PROBLEM REQUIREMENTS: Please write out all of the records below exactly as they appear.

Data entries:
═══

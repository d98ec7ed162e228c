use crate::SnowflakeId;

/// Represents the result of attempting to generate a new Snowflake ID.
///
/// This type models the outcome of `SnowflakeGenerator::try_poll_id()`:
///
/// - [`Poll::Ready`] indicates a new ID was successfully generated.
/// - [`Poll::Pending`] means all 4096 sequence numbers of the current
///   millisecond are spent, and no ID can be produced until the clock moves
///   past it.
///
/// This allows non-blocking generation loops and custom backoff strategies.
///
/// # Example
///
/// ```
/// use flakeid::{BasicSnowflakeGenerator, Poll, SnowflakeId, TimeSource};
///
/// struct FixedTime;
/// impl TimeSource for FixedTime {
///     fn current_millis(&self) -> u64 {
///         1_700_000_000_000
///     }
/// }
///
/// let generator = BasicSnowflakeGenerator::from_components(
///     1_700_000_000_000,
///     0,
///     1,
///     SnowflakeId::MAX_SEQUENCE,
///     FixedTime,
/// );
/// match generator.try_poll_id() {
///     Ok(Poll::Ready { id }) => println!("ID: {id}"),
///     Ok(Poll::Pending { yield_for }) => println!("Back off for {yield_for} ms"),
///     Err(e) => println!("Generator error: {e}"),
/// }
/// ```
#[derive(Debug, Clone, Copy, PartialEq, Eq)]
pub enum Poll {
    /// A unique ID was generated and is ready to use.
    Ready {
        /// The generated Snowflake ID.
        id: SnowflakeId,
    },
    /// No ID could be generated because the sequence has been exhausted for the
    /// current millisecond.
    Pending {
        /// Milliseconds to wait before polling again.
        yield_for: u64,
    },
}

═══

RESPONSE BOX:
repository d98ec7ed162e228c
use crate::SnowflakeId;

/// Represents the result of attempting to generate a new Snowflake ID.
///
/// This type models the outcome of `SnowflakeGenerator::try_poll_id()`:
///
/// - [`Poll::Ready`] indicates a new ID was successfully generated.
/// - [`Poll::Pending`] means all 4096 sequence numbers of the current
///   millisecond are spent, and no ID can be produced until the clock moves
///   past it.
///
/// This allows non-blocking generation loops and custom backoff strategies.
///
/// # Example
///
/// ```
/// use flakeid::{BasicSnowflakeGenerator, Poll, SnowflakeId, TimeSource};
///
/// struct FixedTime;
/// impl TimeSource for FixedTime {
///     fn current_millis(&self) -> u64 {
///         1_700_000_000_000
///     }
/// }
///
/// let generator = BasicSnowflakeGenerator::from_components(
///     1_700_000_000_000,
///     0,
///     1,
///     SnowflakeId::MAX_SEQUENCE,
///     FixedTime,
/// );
/// match generator.try_poll_id() {
///     Ok(Poll::Ready { id }) => println!("ID: {id}"),
///     Ok(Poll::Pending { yield_for }) => println!("Back off for {yield_for} ms"),
///     Err(e) => println!("Generator error: {e}"),
/// }
/// ```
#[derive(Debug, Clone, Copy, PartialEq, Eq)]
pub enum Poll {
    /// A unique ID was generated and is ready to use.
    Ready {
        /// The generated Snowflake ID.
        id: SnowflakeId,
    },
    /// No ID could be generated because the sequence has been exhausted for the
    /// current millisecond.
    Pending {
        /// Milliseconds to wait before polling again.
        yield_for: u64,
    },
}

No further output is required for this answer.